Was ist Auto-Kosten und Tankbuch PRO und für wen eignet sich die App?

Auto-Kosten und Tankbuch PRO ist eine App zur Verwaltung von Fahrzeugkosten, Tankvorgängen und wichtigen Fahrzeugdaten. Nach der Einrichtung können Sie unter anderem Kilometerstände, Kraftstoffmengen, Preise, Wartungen, Reparaturen und sonstige Ausgaben dokumentieren.

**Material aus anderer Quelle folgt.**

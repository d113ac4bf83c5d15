//! Short-lived preview job store.

use std::collections::HashMap;
use std::sync::Arc;

use async_trait::async_trait;
use chrono::{DateTime, Duration, Utc};
use igov_core::{PreviewJob, PreviewResult};
use tokio::sync::RwLock;
use tracing::debug;
use uuid::Uuid;

pub type Clock = Arc<dyn Fn() -> DateTime<Utc> + Send + Sync>;

pub fn system_clock() -> Clock {
    Arc::new(Utc::now)
}

/// Keyed store of previews awaiting execution.
///
/// Jobs are immutable once stored; readers get a shared handle, so a concurrent
/// sweep never invalidates a job that is already being executed.
#[async_trait]
pub trait JobStore: Send + Sync {
    async fn put(&self, result: PreviewResult) -> Arc<PreviewJob>;

    /// `None` for unknown ids and for jobs older than the store's TTL.
    async fn get(&self, job_id: &str) -> Option<Arc<PreviewJob>>;

    /// Drops jobs older than `max_age`, returning how many were removed.
    async fn sweep(&self, max_age: Duration) -> usize;
}

pub fn new_job_id(now: DateTime<Utc>) -> String {
    let random = Uuid::new_v4().simple().to_string();
    format!("{}-{}", now.timestamp_millis(), &random[..8])
}

pub struct MemoryJobStore {
    ttl: Duration,
    clock: Clock,
    jobs: RwLock<HashMap<String, Arc<PreviewJob>>>,
}

impl MemoryJobStore {
    pub fn new(ttl: Duration) -> Self {
        Self::with_clock(ttl, system_clock())
    }

    pub fn with_clock(ttl: Duration, clock: Clock) -> Self {
        Self {
            ttl,
            clock,
            jobs: RwLock::new(HashMap::new()),
        }
    }

    pub async fn len(&self) -> usize {
        self.jobs.read().await.len()
    }

    pub async fn is_empty(&self) -> bool {
        self.jobs.read().await.is_empty()
    }
}

#[async_trait]
impl JobStore for MemoryJobStore {
    async fn put(&self, result: PreviewResult) -> Arc<PreviewJob> {
        let created_at = (self.clock)();
        let job = {
            let mut jobs = self.jobs.write().await;
            let mut job_id = new_job_id(created_at);
            while jobs.contains_key(&job_id) {
                job_id = new_job_id(created_at);
            }
            let job = Arc::new(PreviewJob {
                job_id: job_id.clone(),
                created_at,
                result,
            });
            jobs.insert(job_id, Arc::clone(&job));
            job
        };
        self.sweep(self.ttl).await;
        job
    }

    async fn get(&self, job_id: &str) -> Option<Arc<PreviewJob>> {
        let now = (self.clock)();
        self.jobs
            .read()
            .await
            .get(job_id)
            .filter(|job| now - job.created_at <= self.ttl)
            .cloned()
    }

    async fn sweep(&self, max_age: Duration) -> usize {
        let now = (self.clock)();
        let mut jobs = self.jobs.write().await;
        let before = jobs.len();
        jobs.retain(|_, job| now - job.created_at <= max_age);
        let removed = before - jobs.len();
        if removed > 0 {
            debug!(removed, remaining = jobs.len(), "swept expired preview jobs");
        }
        removed
    }
}
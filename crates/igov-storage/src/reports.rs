//! JSON report files: execution audit reports and dated preview snapshots.

use std::path::{Path, PathBuf};

use anyhow::Context;
use chrono::{DateTime, NaiveDate, SecondsFormat, Utc};
use serde::{de::DeserializeOwned, Serialize};
use tokio::fs;
use tokio::io::AsyncWriteExt;
use uuid::Uuid;

pub const EXECUTION_REPORT_PREFIX: &str = "image-url-cleanup-";
pub const SNAPSHOT_PREFIX: &str = "daily-preview-";

/// `image-url-cleanup-2026-10-19T08-30-00-123Z.json`
pub fn execution_report_name(at: DateTime<Utc>) -> String {
    let stamp = at
        .to_rfc3339_opts(SecondsFormat::Millis, true)
        .replace([':', '.'], "-");
    format!("{EXECUTION_REPORT_PREFIX}{stamp}.json")
}

/// `daily-preview-2026-10-19.json`
pub fn snapshot_name(day: NaiveDate) -> String {
    format!("{SNAPSHOT_PREFIX}{}.json", day.format("%Y-%m-%d"))
}

fn leading_date(rest: &str) -> Option<NaiveDate> {
    NaiveDate::parse_from_str(rest.get(..10)?, "%Y-%m-%d").ok()
}

pub fn execution_report_date(file_name: &str) -> Option<NaiveDate> {
    let rest = file_name
        .strip_prefix(EXECUTION_REPORT_PREFIX)?
        .strip_suffix(".json")?;
    leading_date(rest)
}

/// `name` for `attempt` 0, otherwise `name` with `-<attempt>` before `.json`.
pub fn suffixed_name(name: &str, attempt: usize) -> String {
    match (attempt, name.strip_suffix(".json")) {
        (0, _) => name.to_string(),
        (n, Some(stem)) => format!("{stem}-{n}.json"),
        (n, None) => format!("{name}-{n}"),
    }
}

pub fn snapshot_date(file_name: &str) -> Option<NaiveDate> {
    let rest = file_name.strip_prefix(SNAPSHOT_PREFIX)?.strip_suffix(".json")?;
    if rest.len() != 10 {
        return None;
    }
    leading_date(rest)
}

#[derive(Debug, Clone)]
pub struct StoredReport {
    pub file_name: String,
    pub absolute_path: PathBuf,
    pub byte_size: usize,
}

#[derive(Debug, Clone, PartialEq, Eq)]
pub struct ReportEntry {
    pub file_name: String,
    pub path: PathBuf,
}

#[derive(Debug, Clone)]
pub struct ReportStore {
    root: PathBuf,
}

impl ReportStore {
    pub fn new(root: impl Into<PathBuf>) -> Self {
        Self { root: root.into() }
    }

    pub fn root(&self) -> &Path {
        &self.root
    }

    /// Serialize `value` and write it via temp file + rename, replacing any previous file.
    pub async fn write_json<T: Serialize>(
        &self,
        file_name: &str,
        value: &T,
    ) -> anyhow::Result<StoredReport> {
        let (temp_path, byte_size) = self.write_temp(file_name, value).await?;
        let absolute_path = self.root.join(file_name);

        if let Err(err) = fs::rename(&temp_path, &absolute_path).await {
            let _ = fs::remove_file(&temp_path).await;
            return Err(err).with_context(|| {
                format!(
                    "atomically renaming temp report {} -> {}",
                    temp_path.display(),
                    absolute_path.display()
                )
            });
        }

        Ok(StoredReport {
            file_name: file_name.to_string(),
            absolute_path,
            byte_size,
        })
    }

    /// Like [`write_json`](Self::write_json) but never replaces an existing file.
    /// Returns `Ok(None)` when `file_name` is already taken.
    pub async fn create_json<T: Serialize>(
        &self,
        file_name: &str,
        value: &T,
    ) -> anyhow::Result<Option<StoredReport>> {
        let (temp_path, byte_size) = self.write_temp(file_name, value).await?;
        let absolute_path = self.root.join(file_name);

        let linked = fs::hard_link(&temp_path, &absolute_path).await;
        let _ = fs::remove_file(&temp_path).await;
        match linked {
            Ok(()) => Ok(Some(StoredReport {
                file_name: file_name.to_string(),
                absolute_path,
                byte_size,
            })),
            Err(err) if err.kind() == std::io::ErrorKind::AlreadyExists => Ok(None),
            Err(err) => Err(err).with_context(|| {
                format!(
                    "linking temp report {} -> {}",
                    temp_path.display(),
                    absolute_path.display()
                )
            }),
        }
    }

    async fn write_temp<T: Serialize>(
        &self,
        file_name: &str,
        value: &T,
    ) -> anyhow::Result<(PathBuf, usize)> {
        let bytes = serde_json::to_vec_pretty(value)
            .with_context(|| format!("serializing report {file_name}"))?;
        fs::create_dir_all(&self.root)
            .await
            .with_context(|| format!("creating report directory {}", self.root.display()))?;

        let temp_path = self
            .root
            .join(format!(".{}.{}.tmp", Uuid::new_v4(), bytes.len()));
        let mut file = fs::OpenOptions::new()
            .create_new(true)
            .write(true)
            .open(&temp_path)
            .await
            .with_context(|| format!("opening temp report file {}", temp_path.display()))?;
        let written = async {
            file.write_all(&bytes).await?;
            file.flush().await
        }
        .await;
        drop(file);
        if let Err(err) = written {
            let _ = fs::remove_file(&temp_path).await;
            return Err(err)
                .with_context(|| format!("writing temp report file {}", temp_path.display()));
        }
        Ok((temp_path, bytes.len()))
    }

    /// Report files whose name starts with `prefix`, sorted by name. A missing
    /// directory yields an empty list.
    pub async fn list(&self, prefix: &str) -> anyhow::Result<Vec<ReportEntry>> {
        let mut dir = match fs::read_dir(&self.root).await {
            Ok(dir) => dir,
            Err(err) if err.kind() == std::io::ErrorKind::NotFound => return Ok(Vec::new()),
            Err(err) => {
                return Err(err).with_context(|| format!("reading {}", self.root.display()))
            }
        };

        let mut out = Vec::new();
        while let Some(entry) = dir
            .next_entry()
            .await
            .with_context(|| format!("listing {}", self.root.display()))?
        {
            let file_name = entry.file_name().to_string_lossy().to_string();
            if file_name.starts_with(prefix) && file_name.ends_with(".json") {
                out.push(ReportEntry {
                    path: entry.path(),
                    file_name,
                });
            }
        }
        out.sort_by(|a, b| a.file_name.cmp(&b.file_name));
        Ok(out)
    }

    pub async fn read_json<T: DeserializeOwned>(&self, path: &Path) -> anyhow::Result<T> {
        let text = fs::read_to_string(path)
            .await
            .with_context(|| format!("reading {}", path.display()))?;
        serde_json::from_str(&text).with_context(|| format!("parsing {}", path.display()))
    }
}
impl DailyAnalytics {
    pub fn new(reports: ReportStore, metrics: Arc<dyn MetricsSink>) -> Self {
        Self { reports, metrics }
    }

    async fn entries_in_window(
        &self,
        prefix: &str,
        date_of: fn(&str) -> Option<NaiveDate>,
        from: NaiveDate,
        to: NaiveDate,
    ) -> Vec<(NaiveDate, ReportEntry)> {
        let entries = match self.reports.list(prefix).await {
            Ok(entries) => entries,
            Err(err) => {
                warn!(error = %format!("{err:#}"), prefix, "listing report files failed");
                return Vec::new();
            }
        };
        entries
            .into_iter()
            .filter_map(|entry| date_of(&entry.file_name).map(|date| (date, entry)))
            .filter(|(date, _)| *date >= from && *date <= to)
            .collect()
    }

    async fn load<T: serde::de::DeserializeOwned>(&self, entry: &ReportEntry) -> Option<T> {
        match self.reports.read_json::<T>(&entry.path).await {
            Ok(value) => Some(value),
            Err(err) => {
                debug!(
                    file = %entry.file_name,
                    error = %format!("{err:#}"),
                    "skipping unreadable report"
                );
                None
            }
        }
    }

    /// Newest readable snapshot dated before `from`.
    async fn latest_before(
        &self,
        entries: &[(NaiveDate, ReportEntry)],
        from: NaiveDate,
    ) -> Option<(NaiveDate, PreviewSummary)> {
        for (date, entry) in entries.iter().rev().filter(|(date, _)| *date < from) {
            if let Some(view) = self.load::<SnapshotView>(entry).await {
                return Some((*date, view.summary));
            }
        }
        None
    }

    /// Builds the series for the `range.days()` calendar days ending at `today`.
    pub async fn build(&self, range: ReportRange, today: NaiveDate) -> DailyReport {
        let from = today - Duration::days(range.days() - 1);

        let mut processed_by_day: BTreeMap<NaiveDate, usize> = BTreeMap::new();
        let mut durations_by_day: BTreeMap<NaiveDate, BTreeMap<String, u64>> = BTreeMap::new();
        for (date, entry) in self
            .entries_in_window(EXECUTION_REPORT_PREFIX, execution_report_date, from, today)
            .await
        {
            let Some(view) = self.load::<ExecutionReportView>(&entry).await else {
                continue;
            };
            *processed_by_day.entry(date).or_default() += view.updated_count;
            let day = durations_by_day.entry(date).or_default();
            for (kind, ms) in view.model_durations_ms {
                *day.entry(kind).or_default() += ms;
            }
        }

        let snapshot_entries = self
            .entries_in_window(SNAPSHOT_PREFIX, snapshot_date, NaiveDate::MIN, today)
            .await;
        let mut snapshots: Vec<(NaiveDate, PreviewSummary)> = Vec::new();
        for (date, entry) in snapshot_entries.iter().filter(|(date, _)| *date >= from) {
            if let Some(view) = self.load::<SnapshotView>(entry).await {
                snapshots.push((*date, view.summary));
            }
        }
        snapshots.sort_by_key(|(date, _)| *date);
        let latest = match snapshots.last() {
            Some(latest) => Some(latest.clone()),
            None => self.latest_before(&snapshot_entries, from).await,
        };

        let remaining: f64 = self
            .metrics
            .gauge_snapshot(REMAINING_GAUGE)
            .iter()
            .map(|sample| sample.value)
            .sum();

        DailyReport {
            range,
            from,
            to: today,
            progress: progress(from, today, &processed_by_day, remaining, latest.as_ref()),
            quality: quality(&snapshots),
            performance: performance(durations_by_day),
            breakdown: latest.map(|(date, summary)| Breakdown {
                date,
                total_candidates: summary.total_candidates,
                by_entity_kind: summary.by_entity_kind,
                by_reason: summary.by_reason,
            }),
        }
    }
}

Sie eignet sich besonders für Fahrer, die ihre tatsächlichen Autokosten regelmäßig kontrollieren möchten, sowie für Familien oder Nutzer mit mehreren Fahrzeugen.

Welche Daten kann ich mit Auto-Kosten und Tankbuch PRO erfassen?

Die App ist vor allem auf eine möglichst vollständige Fahrzeughistorie ausgelegt. Je nach verwendeter Version lassen sich Tankvorgänge mit Datum, Kilometerstand, Menge und Preis, außerdem Versicherungen, Steuern, Reparaturen, Inspektionen, Reifenwechsel und weitere Ausgaben eintragen. Dadurch können Sie Verbrauch, Kosten pro Kilometer und die monatliche oder jährliche Belastung Ihres Fahrzeugs besser nachvollziehen.

Kann ich mehrere Fahrzeuge in Auto-Kosten und Tankbuch PRO verwalten?

Ja, die Anwendung ist grundsätzlich auch für Nutzer interessant, die mehr als ein Fahrzeug besitzen oder verwalten. Für jedes Fahrzeug können eigene Tankdaten, Kilometerstände und Kosten gespeichert werden. Das erleichtert den Vergleich zwischen Autos, beispielsweise bei Verbrauch, Wartungsaufwand oder Gesamtkosten. Vor dem Download sollten Sie jedoch prüfen, ob die aktuelle Version die gewünschte Anzahl an Fahrzeugen ohne Einschränkungen unterstützt.

Benötigt Auto-Kosten und Tankbuch PRO eine Internetverbindung?

Für das manuelle Erfassen von Tankvorgängen und Kosten ist normalerweise keine dauerhafte Internetverbindung erforderlich. Viele Einträge können direkt auf dem Gerät vorgenommen werden, was besonders unterwegs praktisch ist. Eine Verbindung kann jedoch für bestimmte Funktionen wie Synchronisierung, Sicherungen, Aktualisierungen oder externe Dienste notwendig sein. Die genauen Möglichkeiten hängen von der installierten Version und den Einstellungen Ihres Smartphones ab.

Ist Auto-Kosten und Tankbuch PRO kostenlos oder gibt es kostenpflichtige Funktionen?

Ob die App vollständig kostenlos genutzt werden kann, hängt von der jeweiligen Version und dem Angebot im Google Play Store oder App Store ab. Bei PRO-Apps können bestimmte erweiterte Funktionen, zusätzliche Auswertungen oder eine werbefreie Nutzung kostenpflichtig sein. Prüfen Sie deshalb vor der Installation die aktuelle Store-Beschreibung, den Preis und mögliche In-App-Käufe. Achten Sie außerdem darauf, ob Datenexport oder Backups nur in einer kostenpflichtigen Variante verfügbar sind.